Defendant on the next day went into Plattsb'urg, the county seat of Clinton county, and placed the matter before the prosecuting attorney. That officer advised him to have plaintiff arrested for robbery and went with him to a justice of the peace whose office was near by. The prosecutor asked the magistrate to write out an affidavit charging plaintiff with robbery. The magistrate did so and defendant swore to it. A warrant for plaintiff’s arrest was then made out and delivered to an officer. Plaintiff was arrested and
We have stated that defendant placed the facts fully before the prosecuting attorney and was advised by him that he should have plaintiff arrested for robbery. This is not formally conceded. But we think it a fully established fact. Defendant so testifies. The magistrate before whom the proceedings were had testified that .the prosecutor came into his office with -defendant and requested him to write the affidavit charging plaintiff with robbery. The testimony of the prosecuting attorney is mostly uncertain and indefinite. He stated that he had so many matters of similar kind that he dismissed them from his mind as soon as determined. That this defendant and the magistrate knew better about it than he. We. think that to take the prosecutor’s testimony as a whole, connected with the conceded facts and the evidence of defendant and the magistrate, there is not a particle of doubt but that defendant stated the matter to the prosecuting attorney substantially as he stated it at the trial of this case and that the prosecutor advised the prosecution.

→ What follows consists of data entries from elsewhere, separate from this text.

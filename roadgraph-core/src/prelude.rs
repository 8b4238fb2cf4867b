// Re-export key components
pub use crate::algo::cut_vertices::{
    AllCutVertices, CutVertexScan, find_all_cut_vertices, find_cut_vertices,
};
pub use crate::loading::{RoadNetworkBuilder, validate_metric_admissibility};
pub use crate::model::{
    DistanceMetric, GreatCircle, Intersection, Planar, Road, RoadNetwork, RoadSegment,
};
pub use crate::routing::{AStarOptions, RoadLeg, Route, RouteSummary, find_route, route_length_matrix};

// Core types for the road network
pub use crate::Error;
pub use crate::IntersectionId;
pub use crate::Length;
pub use crate::RoadId;
//! A* search over the road network

mod search;
mod state;

use serde::{Deserialize, Serialize};

pub use search::find_route;
pub(crate) use search::shortest_length;

/// Limits applied to a single search
#[derive(Debug, Clone, Copy, Default, PartialEq, Eq, Serialize, Deserialize)]
#[serde(default)]
pub struct AStarOptions {
    /// Give up (and report no route) after settling this many intersections
    pub max_expansions: Option<usize>,
}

It is of no consequence in such case that defendant may have been moved by malice toward plaintiff; for “no malice, however distinctly proved, will make the defendant liable.” Sharpe v. Johnston, 76 Mo. 660; Christian v. Hanna, 58 Mo. App. 42. Whether there is probable cause in cases of malicious prosecution is a mixed question of law and fact; and where the essential facts are undisputed the court should declare the law upon them. Boogher v. Hough, 99 Mo. 183; Christian v. Hanna, supra; Hill v. Palm, 38 Mo. 14. It therefore should have been declared in this case, as requested by defendant, that plaintiff could not recover.

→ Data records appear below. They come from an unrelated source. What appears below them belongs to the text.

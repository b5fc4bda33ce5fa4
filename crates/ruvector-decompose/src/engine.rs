//! Storage-dispatching front end.
//!
//! [`DecompositionEngine`] accepts [`Matrix`] values, switches on their
//! [`StorageKind`] once, and forwards to the monomorphic routines in
//! [`lu`](crate::lu), [`qr`](crate::qr) and
//! [`substitution`](crate::substitution).
//!
//! # Dispatch table
//!
//! | Operation | Dense | CSC | CSR |
//! |-----------|-------|-----|-----|
//! | `lu` | [`dense_lu`] | [`sparse_lu`] | unsupported |
//! | `qr` | [`dense_qr`] | unsupported | unsupported |
//! | `lsolve` | [`forward_dense`] | [`forward_csc`] | [`forward_csr`] |
//! | `usolve` | [`backward_dense`] | [`backward_csc`] | unsupported |
//! | `lusolve` | LU + both solves | LU + both solves | unsupported |
//!
//! Right-hand sides are `n x 1` matrices in any storage.

use serde::{Deserialize, Serialize};
use tracing::{info, instrument};

use crate::error::DecompError;
use crate::lu::{dense_lu, sparse_lu, LuFactors};
use crate::qr::{default_tolerance, dense_qr, QrFactors};
use crate::scalar::Scalar;
use crate::substitution::{backward_csc, backward_dense, forward_csc, forward_csr, forward_dense};
use crate::types::{Matrix, MatrixStorage, StorageKind};
use crate::validation::{check_rhs, check_square, validate_csc, validate_csr};

// ---------------------------------------------------------------------------
// EngineConfig
// ---------------------------------------------------------------------------

/// Engine configuration.
///
/// # Example
///
/// ```rust
/// use ruvector_decompose::engine::EngineConfig;
///
/// let config = EngineConfig {
///     qr_residual_tolerance: Some(1e-12),
///     ..Default::default()
/// };
/// assert!(config.validate_inputs);
/// ```
#[derive(Debug, Clone, PartialEq, Serialize, Deserialize)]
#[serde(default)]
pub struct EngineConfig {
    /// Relative threshold for the QR triangularity check.
    ///
    /// A sub-diagonal entry of `R` whose magnitude is at most
    /// `qr_residual_tolerance * max|a_ij|` is set to zero; anything larger
    /// is reported as [`DecompError::InvariantViolation`]. `None` derives the
    /// tolerance from the scalar's precision and the matrix shape via
    /// [`default_tolerance`].
    ///
    /// Default: `None`.
    pub qr_residual_tolerance: Option<f64>,

    /// Run structural validation on sparse operands before computing.
    ///
    /// Default: `true`.
    pub validate_inputs: bool,
}

impl Default for EngineConfig {
    fn default() -> Self {
        Self {
            qr_residual_tolerance: None,
            validate_inputs: true,
        }
    }
}

// ---------------------------------------------------------------------------
// DecompositionEngine
// ---------------------------------------------------------------------------

/// Decomposition and substitution over any supported storage.
#[derive(Debug, Clone, Default)]
pub struct DecompositionEngine {
    config: EngineConfig,
}

impl DecompositionEngine {
    /// Create an engine with the given configuration.
    pub fn new(config: EngineConfig) -> Self {
        Self { config }
    }

    /// Active configuration.
    pub fn config(&self) -> &EngineConfig {
        &self.config
    }

    /// LU decomposition with partial pivoting.
    ///
    /// Dense input is cloned, so `a` is left untouched. `L` and `U` come back
    /// in the storage of `a`.
    ///
    /// # Errors
    ///
    /// [`DecompError::UnsupportedStorage`] for CSR input;
    /// [`DecompError::InvalidInput`] for malformed sparse input.
    #[instrument(skip(self, a), fields(kind = %a.storage_kind(), rows = a.size().0, cols = a.size().1))]
    pub fn lu<T: Scalar>(&self, a: &Matrix<T>) -> Result<LuFactors<Matrix<T>>, DecompError> {
        self.validate(a)?;
        let factors = match a {
            Matrix::Dense(d) => {
                let f = dense_lu(d.clone());
                LuFactors {
                    l: Matrix::Dense(f.l),
                    u: Matrix::Dense(f.u),
                    p: f.p,
                }
            }
            Matrix::Csc(c) => {
                let f = sparse_lu(c);
                LuFactors {
                    l: Matrix::Csc(f.l),
                    u: Matrix::Csc(f.u),
                    p: f.p,
                }
            }
            Matrix::Csr(_) => {
                return Err(DecompError::UnsupportedStorage {
                    kind: StorageKind::Csr,
                    operation: "lu",
                })
            }
        };
        info!(pivoted = !factors.p.is_identity(), "LU decomposition complete");
        Ok(factors)
    }

    /// Householder QR decomposition of a dense matrix.
    ///
    /// # Errors
    ///
    /// [`DecompError::UnsupportedStorage`] for sparse input;
    /// [`DecompError::InvariantViolation`] if the triangularity check fails.
    #[instrument(skip(self, a), fields(kind = %a.storage_kind(), rows = a.size().0, cols = a.size().1))]
    pub fn qr<T: Scalar>(&self, a: &Matrix<T>) -> Result<QrFactors<T>, DecompError> {
        match a {
            Matrix::Dense(d) => {
                let (rows, cols) = d.size();
                let tolerance = self
                    .config
                    .qr_residual_tolerance
                    .unwrap_or_else(|| default_tolerance::<T>(rows, cols));
                let f = dense_qr(d.clone(), tolerance)?;
                info!("QR decomposition complete");
                Ok(f)
            }
            other => Err(DecompError::UnsupportedStorage {
                kind: other.storage_kind(),
                operation: "qr",
            }),
        }
    }

    /// Forward substitution `L x = b`; `x` is returned in the storage of `l`.
    ///
    /// # Errors
    ///
    /// [`DecompError::DimensionMismatch`] for incompatible shapes,
    /// [`DecompError::Singular`] for a zero diagonal entry.
    #[instrument(skip(self, l, b), fields(kind = %l.storage_kind(), n = l.size().0))]
    pub fn lsolve<T: Scalar>(&self, l: &Matrix<T>, b: &Matrix<T>) -> Result<Matrix<T>, DecompError> {
        self.validate(l)?;
        let rhs = self.rhs_values(b)?;
        Ok(match l {
            Matrix::Dense(d) => Matrix::Dense(forward_dense(d, &rhs)?),
            Matrix::Csc(c) => Matrix::Csc(forward_csc(c, &rhs)?),
            Matrix::Csr(r) => Matrix::Csr(forward_csr(r, &rhs)?),
        })
    }

    /// Backward substitution `U x = b`; `x` is returned in the storage of `u`.
    ///
    /// # Errors
    ///
    /// As [`lsolve`](Self::lsolve), plus [`DecompError::UnsupportedStorage`]
    /// for CSR input.
    #[instrument(skip(self, u, b), fields(kind = %u.storage_kind(), n = u.size().0))]
    pub fn usolve<T: Scalar>(&self, u: &Matrix<T>, b: &Matrix<T>) -> Result<Matrix<T>, DecompError> {
        self.validate(u)?;
        let rhs = self.rhs_values(b)?;
        match u {
            Matrix::Dense(d) => Ok(Matrix::Dense(backward_dense(d, &rhs)?)),
            Matrix::Csc(c) => Ok(Matrix::Csc(backward_csc(c, &rhs)?)),
            Matrix::Csr(_) => Err(DecompError::UnsupportedStorage {
                kind: StorageKind::Csr,
                operation: "usolve",
            }),
        }
    }

    /// Solve `A x = b` through LU: factor, reorder `b` by `p`, then forward
    /// and backward substitution.
    ///
    /// # Errors
    ///
    /// Any error of [`lu`](Self::lu), [`lsolve`](Self::lsolve) or
    /// [`usolve`](Self::usolve); `A` must be square.
    #[instrument(skip(self, a, b), fields(kind = %a.storage_kind(), n = a.size().0))]
    pub fn lusolve<T: Scalar>(&self, a: &Matrix<T>, b: &Matrix<T>) -> Result<Matrix<T>, DecompError> {
        check_square(a.size(), "lusolve")?;
        let rhs = self.rhs_values(b)?;
        check_rhs(a.size().0, rhs.len())?;

        let LuFactors { l, u, p } = self.lu(a)?;
        let pb = p.permute_vec(&rhs);
        match (&l, &u) {
            (Matrix::Dense(l), Matrix::Dense(u)) => {
                let y = forward_dense(l, &pb)?;
                Ok(Matrix::Dense(backward_dense(u, y.as_slice())?))
            }
            (Matrix::Csc(l), Matrix::Csc(u)) => {
                let y = forward_csc(l, &pb)?;
                Ok(Matrix::Csc(backward_csc(u, &y.column_values())?))
            }
            _ => Err(DecompError::UnsupportedStorage {
                kind: a.storage_kind(),
                operation: "lusolve",
            }),
        }
    }

    fn validate<T: Scalar>(&self, m: &Matrix<T>) -> Result<(), DecompError> {
        if !self.config.validate_inputs {
            return Ok(());
        }
        match m {
            Matrix::Dense(_) => {}
            Matrix::Csc(c) => validate_csc(c)?,
            Matrix::Csr(r) => validate_csr(r)?,
        }
        Ok(())
    }

    /// Densified values of an `n x 1` right-hand side.
    fn rhs_values<T: Scalar>(&self, b: &Matrix<T>) -> Result<Vec<T>, DecompError> {
        self.validate(b)?;
        b.column_values().ok_or_else(|| {
            let (rows, cols) = b.size();
            DecompError::DimensionMismatch(format!(
                "right-hand side must be a column vector, got {rows}x{cols}"
            ))
        })
    }
}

“There is no evidence which leads us to suspect that the defendant, a laboring man, doubted, or had cause to doubt, the soundness of the legal advice given to him, or suspected even when he signed and swore to the complaint prepared for him by a professional man, that there was a misnomer of the offense therein charged. To the defendant, then, it was a case of apparent guilt of theft, believed by him to be real; and this, according to the resolution of the judges, reported to the House of Lords by Lords Mansfield and Lough-*207 borough in the case of Johnstone v. Sutton, 1 T. R. 544, will not support an action for malicious prosecution, even though the most express malice be proved in the prosecutor. In other words, though there be malice, there is probable cause; and the former must concur with the want of the latter, to the maintenance of the action.”
In that ease the person advised with was not an officer. The case at bar ought to be much stronger for the complainant, since he consulted with the lawyer whose duty it was to advise concerning and to institute criminal proceedings.
The judgment, with the concurrence of the other judges, is reversed.